Ein Streicherhauchen setzt ein. Später gibt es eine laute Passage, die in einem Kurzschlusssound gipfelt. Schaut mich an, scheint Ito mit jeder Faser ihres Körpers zu schreien. Neben ihr fädeln sich eine weitere Frau und zwei Männern in Reih und Glied. Ein ungleiches Quartett mit eindeutigen Begierden, das – mal egotrippmäßig, mal gruppeneuphorisch – zunehmend freizügiger agiert. Die Zuschauer vor und eine Spiegelwand hinter sich, die die Bühne während des gesamten Stücks auch durch veränderbare Tiefe dominiert. Blind, wer da nicht zum Voyeur wird. Oder selbstkritisch alias verliebt den eigenen Körper (wie die vier Interpreten) immer wieder im uneben-fleckigen Spiegelbild betrachtet. Schön dabei: die selbstverständliche Anmut, vorgeschützte Schüchternheit oder maskuline Energie (z.B. beim Ausrasten ins Balletthafte). Der Blick bleibt haften. So behutsam-dekadent und energiegeladenen wurde Japans vor allem untern Männern beliebtes Erwachsenenvergnügen von Ito in den Geschlechtermix übertragen.
Den Startschuss am 7. Mai hatte Festivalleiterin Nina Hümpel allerdings schon am Nachmittag gegeben. Da setzten sich Stefan Drehers Marathon-Tänzer auf der Freifläche vor dem Gasteig in Bewegung – akustisch begleitet von einem metronomartigen Wummern und einer die Sekunden hochzählenden Zeitanzeige. Das Perpetuum ihrer Schritte, Kniebeugen, abgestimmten Moves und Atmer blieb bis zum späten Abend (Foto)Motiv, aber auch Mitmachanimation für Passanten. Im Carl-Orff-Saal spaltete währenddessen die deutsche Erstaufführung von Saburo Teshigawaras neuester Produktion „Landscape“ die Erwartungen, bevor die Nachtschwärmer noch zur Eröffnungsparty ins Muffatwerk eilten.

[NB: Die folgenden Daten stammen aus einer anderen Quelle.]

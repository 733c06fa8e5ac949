//! ZCA Whitening.
//!
//! PCA whitening followed by a rotation back onto the input axes:
//! ```text
//! Y = (X - mean) · V · diag(1 / sqrt(λ + ε)) · Vᵀ
//! ```
//! The whitening matrix is symmetric, and among all whitening transforms ZCA
//! keeps the output closest to the input in the least-squares sense.

use super::whitening::{self, Basis, WhiteningCore};
use super::WhiteningConfig;
use crate::backend::{Backend, Tensor2D};
use crate::preprocessing::error::PreprocessingError;
use crate::preprocessing::traits::{FittedTransformer, Transformer};
use std::marker::PhantomData;

/// Serializable parameters for a fitted ZcaWhitening.
pub type ZcaWhiteningParams = whitening::WhiteningParams;

/// ZcaWhitening transformer (unfitted).
#[derive(Clone, Debug)]
pub struct ZcaWhitening<B: Backend> {
    config: WhiteningConfig,
    _backend: PhantomData<B>,
}

impl<B: Backend> Default for ZcaWhitening<B> {
    fn default() -> Self {
        Self::new()
    }
}

impl<B: Backend> ZcaWhitening<B> {
    /// Create a new ZcaWhitening with the default epsilon.
    pub fn new() -> Self {
        Self {
            config: WhiteningConfig::default(),
            _backend: PhantomData,
        }
    }

    /// Set the regularization added to each eigenvalue.
    pub fn with_epsilon(mut self, epsilon: f64) -> Self {
        self.config.epsilon = epsilon;
        self
    }
}

impl<B: Backend> Transformer<B> for ZcaWhitening<B> {
    type Input = Tensor2D<B>;
    type Output = Tensor2D<B>;
    type Params = ZcaWhiteningParams;
    type Fitted = FittedZcaWhitening<B>;

    fn fit(&self, data: &Self::Input) -> Result<Self::Fitted, PreprocessingError> {
        let params = whitening::fit_params(data, &self.config, Basis::Zca)?;
        FittedZcaWhitening::from_params(params)
    }
}

/// Fitted ZcaWhitening ready for inference.
#[derive(Clone, Debug)]
pub struct FittedZcaWhitening<B: Backend> {
    core: WhiteningCore<B>,
}

impl<B: Backend> FittedZcaWhitening<B> {
    /// Covariance eigenvalues, descending, before regularization.
    pub fn eigenvalues(&self) -> &[f64] {
        &self.core.params.eigenvalues
    }

    /// Regularization used when fitting.
    pub fn epsilon(&self) -> f64 {
        self.core.params.config.epsilon
    }

    /// Symmetric whitening matrix `W`, so that `Y = (X - mean) · W`.
    pub fn whitening_matrix(&self) -> &Tensor2D<B> {
        &self.core.whiten
    }
}

impl<B: Backend> FittedTransformer<B> for FittedZcaWhitening<B> {
    type Input = Tensor2D<B>;
    type Output = Tensor2D<B>;
    type Params = ZcaWhiteningParams;

    fn transform(&self, data: &Self::Input) -> Result<Self::Output, PreprocessingError> {
        self.core.transform(data)
    }

    fn inverse_transform(&self, data: &Self::Output) -> Result<Self::Input, PreprocessingError> {
        self.core.inverse_transform(data)
    }

    fn extract_params(&self) -> Self::Params {
        self.core.params.clone()
    }

    fn from_params(params: Self::Params) -> Result<Self, PreprocessingError> {
        Ok(Self {
            core: WhiteningCore::build(params, Basis::Zca)?,
        })
    }

    fn n_features_in(&self) -> usize {
        self.core.params.n_features
    }
}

Im Zentrum: Klavierstar Francesco Tristano. Ihm gelingt die Verfremdung des Klangs weg vom Konzert hin zu einem sphärischen Eindruck. Abwechselnd mit Bachs „Französischer Suite“ bzw. „Goldberg-Variationen“, drei eigenen Kompositionen und „In a Landscape“ von John Cage hält er eine Stunde lang musikalisch die Spannung. Sein Flügel klingt (leider elektroakustisch nicht optimal ausgesteuert) soft und leicht schrill zugleich. Um ihn herum variiert ein (sich wiederholendes) Lichtschema aus Rechtecken oder Kreisen. Stück für Stück lösen sich so gesteuert (und damit absehbar) mit wieselflink jazzender Beinarbeit und momentweise wie verzerrt aus der Achse driftender Figur der Choreograf und wundervoll energetisch weich in ihren Gesamtbewegungen Rihoko Sato beim Tanzen ab. Im vornehmlich schwarzen Raum hinterlässt der zumeist weite Schwung ihrer Hände fast kalligrafische Formen. Ein erstaunlich emotionsfreies Abbild der Tonfolgen, die lebhaft oder verträumt durch die Luft schallen.
DANCE II
Wiederholung hat Schlagkraft. Unter Beweis stellten das, nicht nur am ersten Dance-Wochenende, gänzlich verschiedene Stücke. Dabei bot nach dem absurd-abgründigen Schauerstück gewaltiger Bilder „The Land“ – einer Kooperation voll großer und kleiner Ver(r)ücktheiten der Belgier Peeping Tom mit dem Residenztheater – die klare, in übersichtliche Struktur verpackte Aussage des israelischen Künstlerpaars Niv Sheinfeld und Oren Laor wohltuend monofokussierte Erholung: Liebe kann ohne Konflikte nicht funktionieren – das Verschmelzen zweier (gleichgeschlechtlicher) Partner zu einem vertrauensvollen Gefüge nach Phasen der Auseinandersetzung dafür umso intensiver, ja befreiender sein. Enthemmtes Glück oder explodierendes Selbstwertgefühl, das Laor in einem körperbetonten Abschreiten der Bühnenfläche mit einem Touch Augenzwinkern und Blicken, die beim rund herum platzierten Publikum um Anerkennung buhlen, demonstriert.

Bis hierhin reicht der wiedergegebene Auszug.